Stoke, in fact, has a lot going for it. It has a rich manufacturing and artisanal heritage with worldwide cachet and surviving skills; two universities; some stunning industrial architecture; an influx of craftspeople and artists; famously friendly people. Tom Reynolds at the British Ceramic Confederation across from the Victorian railway station sings the praises of the pottery manufacturers, from large firms like Steelite that export hotelware and porcelain for the catering trade to growing high-end companies like Emma Bridgwater: “The negative image that it’s a dying industry couldn’t be further from the truth.” Though more than three-quarters of the BCC’s members wanted to remain in Europe, the confederation is working to get the best possible Brexit deal for the industry—as is Ruth Smeeth, the energetic young Labour MP for Stoke North.
When we meet, Tom has just come from a meeting with Ruth Smeeth about how to attract new investment. Part of what’s needed, he says, is better housing stock and a more educated workforce. Some of the terraced houses bought up by that failed Labour project have been renovated by the council and then sold for £1 and a low monthly payment, many to people with old links to the neighborhood. A group of employers is setting up an apprenticeship program with the GMB union and a local college. This is practical, on-the-ground politics—a far cry from UKIP’s airy, grandiose promises to make Stoke “the capital of change.”
Three days before the vote, Nuttall’s campaign is facing yet another setback: Two UKIP party chairmen in Liverpool have resigned in protest of his false Hillsborough claim. But even if UKIP bombs, it’s not at all clear that Labour will benefit most. “Stoke,” says Fred Hughes, “is looking for a new identity.” Walking through Hanley town center we bump into Daniel Jellyman, the young chairman of the local Tory Party and deputy leader of the council. He’s been out leafleting for the Tory candidate, a Stoke man born and bred, and he’s very cheerful. Stoke’s an up-and-coming place, he says, one of the youngest cities in the UK. The Tory government has given the city an “enterprise zone,” six new buildings on the main road into town, with 1,000 jobs in place and 8,000 more promised in ceramics, engineering, and “some of your bread and butter jobs”—another distribution warehouse. They’re also building new housing in that cleared Labour zone, all private, some to rent and some to buy. And added together, the UKIP and Conservative votes here at the last election exceeded 45 percent.
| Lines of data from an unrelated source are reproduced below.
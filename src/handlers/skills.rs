use axum::{
    extract::{Path, State},
    Json,
};
use serde::Deserialize;
use std::sync::Arc;

use crate::error::{AppError, Result};
use crate::response::{success, ApiResponse, StatusMessage};
use crate::skills::{Skill, SkillFields};
use crate::state::AppState;

// Request bodies use lowercase field names; missing fields fall back to
// their empty values, matching the original wire behavior.

// POST /api/v1/skills
#[derive(Deserialize)]
pub struct CreateSkillRequest {
    #[serde(default)]
    pub key: String,
    #[serde(default)]
    pub name: String,
    #[serde(default)]
    pub description: String,
    #[serde(default)]
    pub logo: String,
    #[serde(default)]
    pub tags: Vec<String>,
}

pub async fn create_skill(
    State(state): State<Arc<AppState>>,
    Json(req): Json<CreateSkillRequest>,
) -> Result<Json<ApiResponse<Skill>>> {
    let skill = Skill {
        key: req.key,
        name: req.name,
        description: req.description,
        logo: req.logo,
        tags: req.tags,
    };

    let created = state.skills.create(skill).inspect_err(|e| {
        tracing::warn!("create skill failed: {e}");
    })?;
    Ok(success(created))
}

// GET /api/v1/skills
pub async fn list_skills(
    State(state): State<Arc<AppState>>,
) -> Result<Json<ApiResponse<Vec<Skill>>>> {
    Ok(success(state.skills.list()))
}

// GET /api/v1/skills/{key}
pub async fn get_skill(
    State(state): State<Arc<AppState>>,
    Path(key): Path<String>,
) -> Result<Json<ApiResponse<Skill>>> {
    let skill = state.skills.get(&key).inspect_err(|e| {
        tracing::warn!("get skill '{key}' failed: {e}");
    })?;
    Ok(success(skill))
}

// PUT /api/v1/skills/{key}
#[derive(Deserialize)]
pub struct ReplaceSkillRequest {
    #[serde(default)]
    pub name: String,
    #[serde(default)]
    pub description: String,
    #[serde(default)]
    pub logo: String,
    #[serde(default)]
    pub tags: Vec<String>,
}

pub async fn replace_skill(
    State(state): State<Arc<AppState>>,
    Path(key): Path<String>,
    Json(req): Json<ReplaceSkillRequest>,
) -> Result<Json<ApiResponse<Skill>>> {
    let fields = SkillFields {
        name: req.name,
        description: req.description,
        logo: req.logo,
        tags: req.tags,
    };

    let updated = state.skills.replace(&key, fields).inspect_err(|e| {
        tracing::warn!("replace skill '{key}' failed: {e}");
    })?;
    Ok(success(updated))
}

// PATCH /api/v1/skills/{key}/actions/name
#[derive(Deserialize)]
pub struct PatchNameRequest {
    #[serde(default)]
    pub name: String,
}

pub async fn patch_name(
    State(state): State<Arc<AppState>>,
    Path(key): Path<String>,
    Json(req): Json<PatchNameRequest>,
) -> Result<Json<ApiResponse<Skill>>> {
    require_non_empty(&req.name)?;

    let updated = state.skills.set_name(&key, req.name).inspect_err(|e| {
        tracing::warn!("patch name of skill '{key}' failed: {e}");
    })?;
    Ok(success(updated))
}

// PATCH /api/v1/skills/{key}/actions/description
#[derive(Deserialize)]
pub struct PatchDescriptionRequest {
    #[serde(default)]
    pub description: String,
}

pub async fn patch_description(
    State(state): State<Arc<AppState>>,
    Path(key): Path<String>,
    Json(req): Json<PatchDescriptionRequest>,
) -> Result<Json<ApiResponse<Skill>>> {
    require_non_empty(&req.description)?;

    let updated = state
        .skills
        .set_description(&key, req.description)
        .inspect_err(|e| {
            tracing::warn!("patch description of skill '{key}' failed: {e}");
        })?;
    Ok(success(updated))
}

// PATCH /api/v1/skills/{key}/actions/logo
#[derive(Deserialize)]
pub struct PatchLogoRequest {
    #[serde(default)]
    pub logo: String,
}

pub async fn patch_logo(
    State(state): State<Arc<AppState>>,
    Path(key): Path<String>,
    Json(req): Json<PatchLogoRequest>,
) -> Result<Json<ApiResponse<Skill>>> {
    require_non_empty(&req.logo)?;

    let updated = state.skills.set_logo(&key, req.logo).inspect_err(|e| {
        tracing::warn!("patch logo of skill '{key}' failed: {e}");
    })?;
    Ok(success(updated))
}

// PATCH /api/v1/skills/{key}/actions/tags
#[derive(Deserialize)]
pub struct PatchTagsRequest {
    #[serde(default)]
    pub tags: Vec<String>,
}

pub async fn patch_tags(
    State(state): State<Arc<AppState>>,
    Path(key): Path<String>,
    Json(req): Json<PatchTagsRequest>,
) -> Result<Json<ApiResponse<Skill>>> {
    if req.tags.is_empty() {
        return Err(AppError::BadRequest("Input incorrectly".into()));
    }

    let updated = state.skills.set_tags(&key, req.tags).inspect_err(|e| {
        tracing::warn!("patch tags of skill '{key}' failed: {e}");
    })?;
    Ok(success(updated))
}

// DELETE /api/v1/skills/{key}
pub async fn delete_skill(
    State(state): State<Arc<AppState>>,
    Path(key): Path<String>,
) -> Result<Json<StatusMessage>> {
    state.skills.delete(&key).inspect_err(|e| {
        tracing::warn!("delete skill '{key}' failed: {e}");
    })?;

    Ok(Json(StatusMessage {
        status: "success",
        message: "Skill deleted".into(),
    }))
}

fn require_non_empty(value: &str) -> Result<()> {
    if value.is_empty() {
        return Err(AppError::BadRequest("Input incorrectly".into()));
    }
    Ok(())
}
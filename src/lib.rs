pub mod config;
pub mod error;
pub mod handlers;
pub mod response;
pub mod skills;
pub mod state;

use std::sync::Arc;

use axum::{
    routing::{get, patch},
    Router,
};
use tower_http::{cors::CorsLayer, trace::TraceLayer};

use crate::state::AppState;

/// Build the full application router over the given state.
pub fn app(state: Arc<AppState>) -> Router {
    Router::new()
        .route("/", get(handlers::hello))
        .route("/health", get(handlers::health_check))
        .route(
            "/api/v1/skills",
            get(handlers::list_skills).post(handlers::create_skill),
        )
        .route(
            "/api/v1/skills/{key}",
            get(handlers::get_skill)
                .put(handlers::replace_skill)
                .delete(handlers::delete_skill),
        )
        .route(
            "/api/v1/skills/{key}/actions/name",
            patch(handlers::patch_name),
        )
        .route(
            "/api/v1/skills/{key}/actions/description",
            patch(handlers::patch_description),
        )
        .route(
            "/api/v1/skills/{key}/actions/logo",
            patch(handlers::patch_logo),
        )
        .route(
            "/api/v1/skills/{key}/actions/tags",
            patch(handlers::patch_tags),
        )
        .layer(TraceLayer::new_for_http())
        .layer(CorsLayer::permissive())
        .with_state(state)
}
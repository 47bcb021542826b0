pub mod health;
pub mod skills;

pub use health::*;
pub use skills::*;
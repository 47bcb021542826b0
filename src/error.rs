use axum::{
    http::StatusCode,
    response::{IntoResponse, Response},
    Json,
};
use serde_json::json;

#[derive(Debug, thiserror::Error)]
pub enum AppError {
    #[error("Skill already exists")]
    AlreadyExists,

    #[error("Skill not found")]
    NotFound,

    #[error("not be able to update skill")]
    UpdateFailed,

    #[error("not be able to update skill {0}")]
    FieldUpdateFailed(&'static str),

    #[error("not be able to delete skill")]
    DeleteFailed,

    #[error("{0}")]
    BadRequest(String),
}

impl IntoResponse for AppError {
    fn into_response(self) -> Response {
        let status = match &self {
            AppError::NotFound => StatusCode::NOT_FOUND,
            AppError::AlreadyExists
            | AppError::UpdateFailed
            | AppError::FieldUpdateFailed(_)
            | AppError::DeleteFailed
            | AppError::BadRequest(_) => StatusCode::BAD_REQUEST,
        };

        let body = Json(json!({
            "status": "error",
            "message": self.to_string(),
        }));
        (status, body).into_response()
    }
}

pub type Result<T> = std::result::Result<T, AppError>;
With her right-leaning commitment to a hard Brexit, prioritizing ending the free movement of people ahead of staying in the single market, Prime Minister Theresa May is positioning her party to claim UKIP’s territory should it fade away—including territory that once belonged to Labour. If Labour succeeds in holding Stoke and Copeland, it will be a defensive victory. For at least the next two years, British politics will be dominated by the Brexit negotiations. Split over Europe and weakened by Jeremy Corbyn’s limp and divisive leadership, Labour has so far been unable to influence that debate in Westminster, losing every one of its amendments to the bill triggering the Brexit process. The people of Stoke are, as they say here, understandably mardy. They need jobs, housing, education, a working health service, respect and, as Brexit bites, representation in Parliament that truly understands and stands up for their interests. If Labour can’t offer them that before the next election, it may not get another chance.